We acknowledge that this is a relatively small, single-center cohort study. Moreover, the questions in this study pertain to self-reported knowledge and confidence, and in the absence of observational feedback, there are obvious concerns of its reliability and validity.25 Instructional courses may improve the learner’s perception of confidence, including their competence in performing the skill. However, while students reported that their knowledge had increased, it may not be an accurate indicator of their actual skills, knowledge, or performance ability.26 A further limitation to this study was its failure to find out how many times a procedure had been performed and whether any feedback had been given.

Further investigation

Results from our findings are important to patient safety, and we are currently conducting further research to determine whether our educational intervention has helped interns to safely care for patients. Medication safety is of particular interest as interns initiate medications, including those which are of high risk, such as warfarin,27 without the counter-signing by an experienced clinician. Students’ lack of confidence in the management of an emergency on the ward is of real concern, which suggests that extensive simulation training throughout their course is not sufficient to overcome this problem. The low frequency of N/G tube insertion is a further concern, which highlights the need for collaboration with nursing staff, who are more likely to perform this skill.

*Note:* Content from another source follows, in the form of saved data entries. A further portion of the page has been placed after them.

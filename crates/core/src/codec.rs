use crate::types::{ESCAPE_BYTE, FLAG_BYTE};

/// Byte-stuffs `payload` and wraps it with the flag byte on both ends.
pub fn encode(payload: &[u8]) -> Vec<u8> {
    let mut out = Vec::with_capacity(payload.len() + 2);
    out.push(FLAG_BYTE);
    for &byte in payload {
        if byte == FLAG_BYTE || byte == ESCAPE_BYTE {
            out.push(ESCAPE_BYTE);
        }
        out.push(byte);
    }
    out.push(FLAG_BYTE);
    out
}

/// Removes escaping and strips the leading and trailing flag bytes.
///
/// Input shorter than the two delimiters decodes to an empty payload.
pub fn decode(escaped: &[u8]) -> Vec<u8> {
    let mut unstuffed = Vec::with_capacity(escaped.len());
    let mut bytes = escaped.iter().copied().peekable();
    while let Some(byte) = bytes.next() {
        if byte == ESCAPE_BYTE {
            if let Some(&next) = bytes.peek() {
                if next == FLAG_BYTE || next == ESCAPE_BYTE {
                    unstuffed.push(next);
                    bytes.next();
                    continue;
                }
            }
        }
        unstuffed.push(byte);
    }

    if unstuffed.len() < 2 {
        return Vec::new();
    }
    unstuffed[1..unstuffed.len() - 1].to_vec()
}

/// XOR parity over every byte.
pub fn checksum(bytes: &[u8]) -> u8 {
    bytes.iter().fold(0u8, |acc, b| acc ^ b)
}

/// Returns a copy of `bytes` with one bit inverted.
///
/// Out-of-range positions leave the copy untouched.
pub fn flip_bit(bytes: &[u8], byte_index: usize, bit_index: u8) -> Vec<u8> {
    let mut out = bytes.to_vec();
    if let Some(byte) = out.get_mut(byte_index) {
        *byte ^= 1u8 << (bit_index % 8);
    }
    out
}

We recommend that a short, intensive transition course be implemented in the curriculum prior to students commencing their PrInt clinical attachment. In Sydney Medical School, the week before PrInt (so called “conference week”) is an ideal time to present the learning package, as students are not involved in other teaching, nor exams, and can shift their focus to their procedural skills, and patient safety issues, prior to transiting their first clinically independent role as interns.

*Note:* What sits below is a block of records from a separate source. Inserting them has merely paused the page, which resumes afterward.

//! Scenario directory loading
//!
//! A scenario directory holds `params.toml`, `coordinator.txt` and one
//! `input<N>.txt` message file per node. Parameter and coordinator problems
//! abort the load; a bad message file only leaves that node without
//! messages.

use std::path::{Path, PathBuf};
use std::time::Duration;

use arqsim_core::{parse_messages, Message, MessageParseError, NodeId};
use arqsim_link::{AuditSink, Endpoint, LinkError, LinkParams, SimTime, Simulation, SimulationReport};
use log::{error, info, warn};
use serde::{Deserialize, Serialize};
use thiserror::Error;

pub const PARAMS_FILE: &str = "params.toml";
pub const COORDINATOR_FILE: &str = "coordinator.txt";
pub const OUTPUT_FILE: &str = "output.txt";

pub const NODE_COUNT: usize = 2;

#[derive(Debug, Error)]
pub enum ConfigError {
    #[error("failed to read {}: {source}", .path.display())]
    Read {
        path: PathBuf,
        #[source]
        source: std::io::Error,
    },

    #[error("failed to parse params.toml: {0}")]
    Params(#[from] toml::de::Error),

    #[error("{field} must be a finite, non-negative number of seconds, got {value}")]
    InvalidDuration { field: &'static str, value: f64 },

    #[error("invalid message script: {0}")]
    Messages(#[from] MessageParseError),

    #[error("coordinator line must be `<node> <start seconds>`, got {0:?}")]
    Coordinator(String),

    #[error(transparent)]
    Link(#[from] LinkError),

    #[error("simulation task failed: {0}")]
    Task(#[from] tokio::task::JoinError),
}

/// On-disk shape of `params.toml`. Times are in seconds.
#[derive(Debug, Clone, PartialEq, Serialize, Deserialize)]
#[serde(default, deny_unknown_fields)]
pub struct ParamsFile {
    pub window_size: usize,
    pub timeout: f64,
    pub processing_time: f64,
    pub transmission_delay: f64,
    pub error_delay: f64,
    pub duplication_delay: f64,
    /// Percent of replies dropped.
    pub loss_rate: f64,
    pub seed: Option<u64>,
    pub max_duration: Option<f64>,
}

impl Default for ParamsFile {
    fn default() -> Self {
        let params = LinkParams::default();
        Self {
            window_size: params.window_size,
            timeout: params.timeout.as_secs_f64(),
            processing_time: params.processing_time.as_secs_f64(),
            transmission_delay: params.transmission_delay.as_secs_f64(),
            error_delay: params.error_delay.as_secs_f64(),
            duplication_delay: params.duplication_delay.as_secs_f64(),
            loss_rate: params.loss_rate,
            seed: None,
            max_duration: None,
        }
    }
}

fn seconds(field: &'static str, value: f64) -> Result<Duration, ConfigError> {
    Duration::try_from_secs_f64(value).map_err(|_| ConfigError::InvalidDuration { field, value })
}

impl ParamsFile {
    pub fn parse(text: &str) -> Result<Self, ConfigError> {
        Ok(toml::from_str(text)?)
    }

    pub fn link_params(&self) -> Result<LinkParams, ConfigError> {
        let params = LinkParams {
            window_size: self.window_size,
            timeout: seconds("timeout", self.timeout)?,
            processing_time: seconds("processing_time", self.processing_time)?,
            transmission_delay: seconds("transmission_delay", self.transmission_delay)?,
            error_delay: seconds("error_delay", self.error_delay)?,
            duplication_delay: seconds("duplication_delay", self.duplication_delay)?,
            loss_rate: self.loss_rate,
        };
        params.validate()?;
        Ok(params)
    }

    pub fn max_duration(&self) -> Result<Option<SimTime>, ConfigError> {
        self.max_duration
            .map(|secs| seconds("max_duration", secs))
            .transpose()
    }
}

/// Which node starts sending, and when.
#[derive(Debug, Clone, Copy, PartialEq, Eq)]
pub struct Coordinator {
    pub node: NodeId,
    pub start: SimTime,
}

impl Coordinator {
    pub fn parse(text: &str) -> Result<Self, ConfigError> {
        let invalid = || ConfigError::Coordinator(text.trim().to_string());
        let mut fields = text.split_whitespace();
        let node = fields
            .next()
            .and_then(|f| f.parse::<NodeId>().ok())
            .ok_or_else(invalid)?;
        let start = fields
            .next()
            .and_then(|f| f.parse::<f64>().ok())
            .ok_or_else(invalid)?;
        if node >= NODE_COUNT {
            return Err(ConfigError::Link(LinkError::UnknownNode(node)));
        }
        Ok(Self {
            node,
            start: seconds("start time", start)?,
        })
    }
}

/// Everything needed to build one run.
#[derive(Debug, Clone)]
pub struct SimulationSetup {
    pub params: LinkParams,
    pub seed: Option<u64>,
    pub coordinator: Coordinator,
    pub messages: [Vec<Message>; NODE_COUNT],
    pub max_duration: Option<SimTime>,
}

impl SimulationSetup {
    pub fn build<S: AuditSink>(self, sink: S) -> Result<Simulation<S>, ConfigError> {
        let mut nodes = Vec::with_capacity(NODE_COUNT);
        for (id, messages) in self.messages.into_iter().enumerate() {
            let mut endpoint = Endpoint::new(id, self.params.clone(), messages)?;
            if let Some(seed) = self.seed {
                endpoint = endpoint.with_seed(seed);
            }
            nodes.push(endpoint);
        }

        let mut sim = Simulation::new(nodes, sink)?;
        sim.schedule_start(self.coordinator.node, self.coordinator.start)?;
        Ok(sim)
    }

    /// Builds and runs to completion, or up to `max_duration` when set.
    pub fn run<S: AuditSink>(
        self,
        sink: S,
    ) -> Result<(Simulation<S>, SimulationReport), ConfigError> {
        let limit = self.max_duration;
        let mut sim = self.build(sink)?;
        let report = match limit {
            Some(limit) => sim.run_until(limit),
            None => sim.run(),
        };
        Ok((sim, report))
    }
}

async fn read(path: PathBuf) -> Result<String, ConfigError> {
    tokio::fs::read_to_string(&path)
        .await
        .map_err(|source| ConfigError::Read { path, source })
}

/// Reads one node's message file. Any failure is logged and yields no
/// messages for that node.
pub async fn load_messages(path: &Path) -> Vec<Message> {
    let text = match tokio::fs::read_to_string(path).await {
        Ok(text) => text,
        Err(e) => {
            error!("Failed to open {}: {}", path.display(), e);
            return Vec::new();
        }
    };
    match parse_messages(&text) {
        Ok(messages) => {
            info!("Read {} messages from {}", messages.len(), path.display());
            messages
        }
        Err(e) => {
            error!("Failed to parse {}: {}", path.display(), e);
            Vec::new()
        }
    }
}

pub fn input_file(node: NodeId) -> String {
    format!("input{node}.txt")
}

pub async fn load(dir: impl AsRef<Path>) -> Result<SimulationSetup, ConfigError> {
    let dir = dir.as_ref();
    info!("Loading scenario from {}", dir.display());

    let file = ParamsFile::parse(&read(dir.join(PARAMS_FILE)).await?)?;
    let params = file.link_params()?;
    let max_duration = file.max_duration()?;
    let coordinator = Coordinator::parse(&read(dir.join(COORDINATOR_FILE)).await?)?;
    info!(
        "[Config] Node ID: {}, Start time: {:?}",
        coordinator.node, coordinator.start
    );

    let mut messages: [Vec<Message>; NODE_COUNT] = Default::default();
    for (node, slot) in messages.iter_mut().enumerate() {
        *slot = load_messages(&dir.join(input_file(node))).await;
    }
    if messages[coordinator.node].is_empty() {
        warn!("Starting node {} has no messages to send", coordinator.node);
    }

    Ok(SimulationSetup {
        params,
        seed: file.seed,
        coordinator,
        messages,
        max_duration,
    })
}

#[cfg(test)]
mod tests {
    use super::*;
    use arqsim_link::MemoryAudit;

    struct ScenarioDir(PathBuf);

    impl ScenarioDir {
        fn new(name: &str) -> Self {
            let dir = std::env::temp_dir().join(format!("arqsim-{}-{}", name, std::process::id()));
            let _ = std::fs::remove_dir_all(&dir);
            std::fs::create_dir_all(&dir).expect("create scenario dir");
            Self(dir)
        }

        fn write(&self, name: &str, contents: &str) -> &Self {
            std::fs::write(self.0.join(name), contents).expect("write scenario file");
            self
        }
    }

    impl Drop for ScenarioDir {
        fn drop(&mut self) {
            let _ = std::fs::remove_dir_all(&self.0);
        }
    }

    const PARAMS: &str = r#"
window_size = 3
timeout = 10.0
processing_time = 0.5
transmission_delay = 1.0
error_delay = 4.0
duplication_delay = 0.1
loss_rate = 10
seed = 7
"#;

    #[test]
    fn test_params_file_converts_seconds() {
        let file = ParamsFile::parse(PARAMS).expect("valid params");
        let params = file.link_params().expect("valid link params");
        assert_eq!(params.window_size, 3);
        assert_eq!(params.processing_time, Duration::from_millis(500));
        assert_eq!(params.duplication_delay, Duration::from_millis(100));
        assert_eq!(params.loss_rate, 10.0);
        assert_eq!(file.seed, Some(7));
        assert_eq!(file.max_duration().expect("no limit"), None);
    }

    #[test]
    fn test_missing_fields_use_defaults() {
        let file = ParamsFile::parse("window_size = 8").expect("valid params");
        let params = file.link_params().expect("valid link params");
        assert_eq!(params.window_size, 8);
        assert_eq!(params.timeout, LinkParams::default().timeout);
    }

    #[test]
    fn test_bad_params_are_rejected() {
        assert!(matches!(
            ParamsFile::parse("timeout = -1.0").and_then(|f| f.link_params()),
            Err(ConfigError::InvalidDuration { field: "timeout", .. })
        ));
        assert!(matches!(
            ParamsFile::parse("window_size = 0").and_then(|f| f.link_params()),
            Err(ConfigError::Link(LinkError::InvalidWindowSize))
        ));
        assert!(matches!(
            ParamsFile::parse("window = 4"),
            Err(ConfigError::Params(_))
        ));
    }

    #[test]
    fn test_coordinator_parsing() {
        let coordinator = Coordinator::parse("1 2.5\n").expect("valid coordinator");
        assert_eq!(coordinator.node, 1);
        assert_eq!(coordinator.start, Duration::from_millis(2500));

        assert!(matches!(
            Coordinator::parse("zero 1"),
            Err(ConfigError::Coordinator(_))
        ));
        assert!(matches!(Coordinator::parse("0"), Err(ConfigError::Coordinator(_))));
        assert!(matches!(
            Coordinator::parse("3 0"),
            Err(ConfigError::Link(LinkError::UnknownNode(3)))
        ));
    }

    #[tokio::test]
    async fn test_load_full_scenario() {
        let dir = ScenarioDir::new("load-full");
        dir.write(PARAMS_FILE, PARAMS)
            .write(COORDINATOR_FILE, "0 0.0\n")
            .write("input0.txt", "0000 first\n1000 second\n\n0010 third\n")
            .write("input1.txt", "");

        let setup = load(&dir.0).await.expect("scenario loads");
        assert_eq!(setup.coordinator.node, 0);
        assert_eq!(setup.messages[0].len(), 3);
        assert!(setup.messages[0][1].faults.modification);
        assert!(setup.messages[1].is_empty());
        assert_eq!(setup.seed, Some(7));
    }

    #[tokio::test]
    async fn test_bad_message_file_only_empties_that_node() {
        let dir = ScenarioDir::new("load-bad-input");
        dir.write(PARAMS_FILE, PARAMS)
            .write(COORDINATOR_FILE, "1 0")
            .write("input0.txt", "0000 fine\n")
            .write("input1.txt", "01x0 broken\n");

        let setup = load(&dir.0).await.expect("scenario still loads");
        assert_eq!(setup.messages[0].len(), 1);
        assert!(setup.messages[1].is_empty());
    }

    #[tokio::test]
    async fn test_missing_params_aborts_load() {
        let dir = ScenarioDir::new("load-missing");
        dir.write(COORDINATOR_FILE, "0 0");

        assert!(matches!(
            load(&dir.0).await,
            Err(ConfigError::Read { .. })
        ));
    }

    #[tokio::test]
    async fn test_loaded_scenario_runs_to_completion() {
        let dir = ScenarioDir::new("load-run");
        dir.write(PARAMS_FILE, "loss_rate = 0\nseed = 1\n")
            .write(COORDINATOR_FILE, "0 1.0")
            .write("input0.txt", "0000 a\n0000 b\n");

        let setup = load(&dir.0).await.expect("scenario loads");
        let (sim, report) = setup.run(MemoryAudit::new()).expect("runs");

        // start at 1.0, second ACK lands 3.5s later
        assert_eq!(report.finished_at, Some(Duration::from_millis(4500)));
        let receiver = sim.endpoint(1).and_then(Endpoint::as_receiver).expect("receiver");
        assert_eq!(receiver.delivered().len(), 2);
    }
}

Our results indicate that students do perceive positive benefits from an educational package specifically aimed at improving their practical skills immediately prior to internship. The need for intensive education prior to internship is also highlighted, to address the variation in students’ experiences during clinical rotations to enable students’ awareness of their abilities and limitations prior to internship.


PrInt, pre-intern; N/G, nasogastric tube; CCS, Central Clinical School; ISBAR, identify yourself, situation, background, assessment, and recommendation; BSLs, blood sugar levels.

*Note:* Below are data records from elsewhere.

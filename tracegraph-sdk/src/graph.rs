//! The execution graph - append-only nodes and connections for one session.

use std::collections::BTreeMap;

use tracegraph_types::{Connection, GraphSnapshot, Node, NodeId};

use crate::error::TraceError;

/// Owns the append-only sequence of nodes and connections that constitute
/// the execution graph for one tracing session.
///
/// Nodes are never reordered or deleted individually; the only targeted
/// mutation is [`update_node`](GraphModel::update_node), which attaches
/// completion fields (`status`, `duration_ms`) to an existing record.
/// [`clear`](GraphModel::clear) is the only bulk-destructive operation.
#[derive(Debug, Default)]
pub struct GraphModel {
    nodes: Vec<Node>,
    index: BTreeMap<NodeId, usize>,
    connections: Vec<Connection>,
    lenient: bool,
}

impl GraphModel {
    /// Create a graph with strict connection validation (the default).
    pub fn new() -> Self {
        Self::default()
    }

    /// Create a graph that silently drops connections whose endpoints are
    /// missing, for transports with at-least-once delivery where node and
    /// connection messages may arrive out of order.
    pub fn lenient() -> Self {
        Self {
            lenient: true,
            ..Self::default()
        }
    }

    /// Append a node.
    ///
    /// Idempotent on duplicate ids: a second insert with an id already in
    /// the graph is a no-op and returns `false`.
    pub fn add_node(&mut self, node: Node) -> bool {
        if self.index.contains_key(&node.id) {
            return false;
        }
        self.index.insert(node.id.clone(), self.nodes.len());
        self.nodes.push(node);
        true
    }

    /// Append a connection between two existing nodes.
    ///
    /// In strict mode (the default) a missing endpoint is an error - the
    /// caller is expected to create both nodes before the edge. In lenient
    /// mode the edge is dropped and `Ok(false)` is returned.
    pub fn add_connection(&mut self, connection: Connection) -> Result<bool, TraceError> {
        let missing = [&connection.from, &connection.to]
            .into_iter()
            .find(|id| !self.index.contains_key(*id));

        if let Some(id) = missing {
            if self.lenient {
                return Ok(false);
            }
            return Err(TraceError::MissingEndpoint(id.clone()));
        }

        self.connections.push(connection);
        Ok(true)
    }

    /// Apply a targeted mutation to an existing node.
    ///
    /// Returns `false` if the id is unknown. The closure must not change the
    /// node's id; this is the keyed-update path for attaching completion
    /// fields, not a general rewrite facility.
    pub fn update_node<F>(&mut self, id: &NodeId, f: F) -> bool
    where
        F: FnOnce(&mut Node),
    {
        match self.index.get(id) {
            Some(&i) => {
                f(&mut self.nodes[i]);
                true
            }
            None => false,
        }
    }

    /// Look up a node by id.
    pub fn get(&self, id: &NodeId) -> Option<&Node> {
        self.index.get(id).map(|&i| &self.nodes[i])
    }

    /// Whether a node with this id exists.
    pub fn contains(&self, id: &NodeId) -> bool {
        self.index.contains_key(id)
    }

    /// All nodes, in creation order.
    pub fn nodes(&self) -> &[Node] {
        &self.nodes
    }

    /// All connections, in creation order.
    pub fn connections(&self) -> &[Connection] {
        &self.connections
    }

    /// Number of nodes.
    pub fn node_count(&self) -> usize {
        self.nodes.len()
    }

    /// Number of connections.
    pub fn connection_count(&self) -> usize {
        self.connections.len()
    }

    /// A read-only copy of the whole graph.
    pub fn snapshot(&self) -> GraphSnapshot {
        GraphSnapshot {
            nodes: self.nodes.clone(),
            connections: self.connections.clone(),
        }
    }

    /// Drop all nodes and connections.
    pub fn clear(&mut self) {
        self.nodes.clear();
        self.index.clear();
        self.connections.clear();
    }
}

#[cfg(test)]
mod tests {
    use super::*;
    use tracegraph_types::{ConnectionKind, NodeKind};

    fn node(id: &str) -> Node {
        Node::new(id, NodeKind::Call, id, 0)
    }

    #[test]
    fn add_node_is_idempotent_on_duplicate_ids() {
        let mut graph = GraphModel::new();
        assert!(graph.add_node(node("a")));
        assert!(!graph.add_node(node("a")));
        assert_eq!(graph.node_count(), 1);
    }

    #[test]
    fn strict_mode_rejects_missing_endpoints() {
        let mut graph = GraphModel::new();
        graph.add_node(node("a"));

        let err = graph
            .add_connection(Connection::new("a", "ghost", ConnectionKind::DataFlow))
            .unwrap_err();
        assert!(matches!(err, TraceError::MissingEndpoint(id) if id.as_str() == "ghost"));
        assert_eq!(graph.connection_count(), 0);
    }

    #[test]
    fn lenient_mode_drops_missing_endpoints() {
        let mut graph = GraphModel::lenient();
        graph.add_node(node("a"));

        let added = graph
            .add_connection(Connection::new("a", "ghost", ConnectionKind::DataFlow))
            .unwrap();
        assert!(!added);
        assert_eq!(graph.connection_count(), 0);
    }

    #[test]
    fn connections_between_existing_nodes_append() {
        let mut graph = GraphModel::new();
        graph.add_node(node("a"));
        graph.add_node(node("b"));

        let added = graph
            .add_connection(Connection::new("a", "b", ConnectionKind::ErrorFlow))
            .unwrap();
        assert!(added);
        assert_eq!(graph.connections()[0].kind, ConnectionKind::ErrorFlow);
    }

    #[test]
    fn update_node_is_targeted() {
        let mut graph = GraphModel::new();
        graph.add_node(node("a"));

        assert!(graph.update_node(&NodeId::from("a"), |n| n.set_property("status", "ok")));
        assert!(!graph.update_node(&NodeId::from("ghost"), |_| unreachable!()));

        let status = graph
            .get(&NodeId::from("a"))
            .and_then(|n| n.property("status"))
            .and_then(|p| p.as_text());
        assert_eq!(status, Some("ok"));
    }

    #[test]
    fn clear_empties_everything() {
        let mut graph = GraphModel::new();
        graph.add_node(node("a"));
        graph.add_node(node("b"));
        graph
            .add_connection(Connection::new("a", "b", ConnectionKind::DataFlow))
            .unwrap();

        graph.clear();
        assert_eq!(graph.node_count(), 0);
        assert_eq!(graph.connection_count(), 0);
        assert!(!graph.contains(&NodeId::from("a")));

        // Ids may be reused after a clear without tripping idempotency.
        assert!(graph.add_node(node("a")));
    }

    #[test]
    fn snapshot_preserves_creation_order() {
        let mut graph = GraphModel::new();
        graph.add_node(node("first"));
        graph.add_node(node("second"));

        let snap = graph.snapshot();
        assert_eq!(snap.nodes[0].id.as_str(), "first");
        assert_eq!(snap.nodes[1].id.as_str(), "second");
    }
}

The authors wish to thank the pre-intern students of 2014 who participated in this study.

Author contributions

Susan McKenzie is a Clinical Lecturer at Sydney Medical School – Central and is currently a PhD candidate. Susan is responsible for the study concept, design, analysis, and interpretation of the data and drafting of the manuscript. Craig Mellis is a pediatric chest physician, former Associate Dean and Head of Central Clinical School and is now Emeritus Professor at Sydney Medical School. Professor Mellis is responsible for the analysis and interpretation of data and critical revision of manuscript for important intellectual content. Both authors have read and approved the final version of the manuscript.


The authors report no competing conflicts of interest in this work.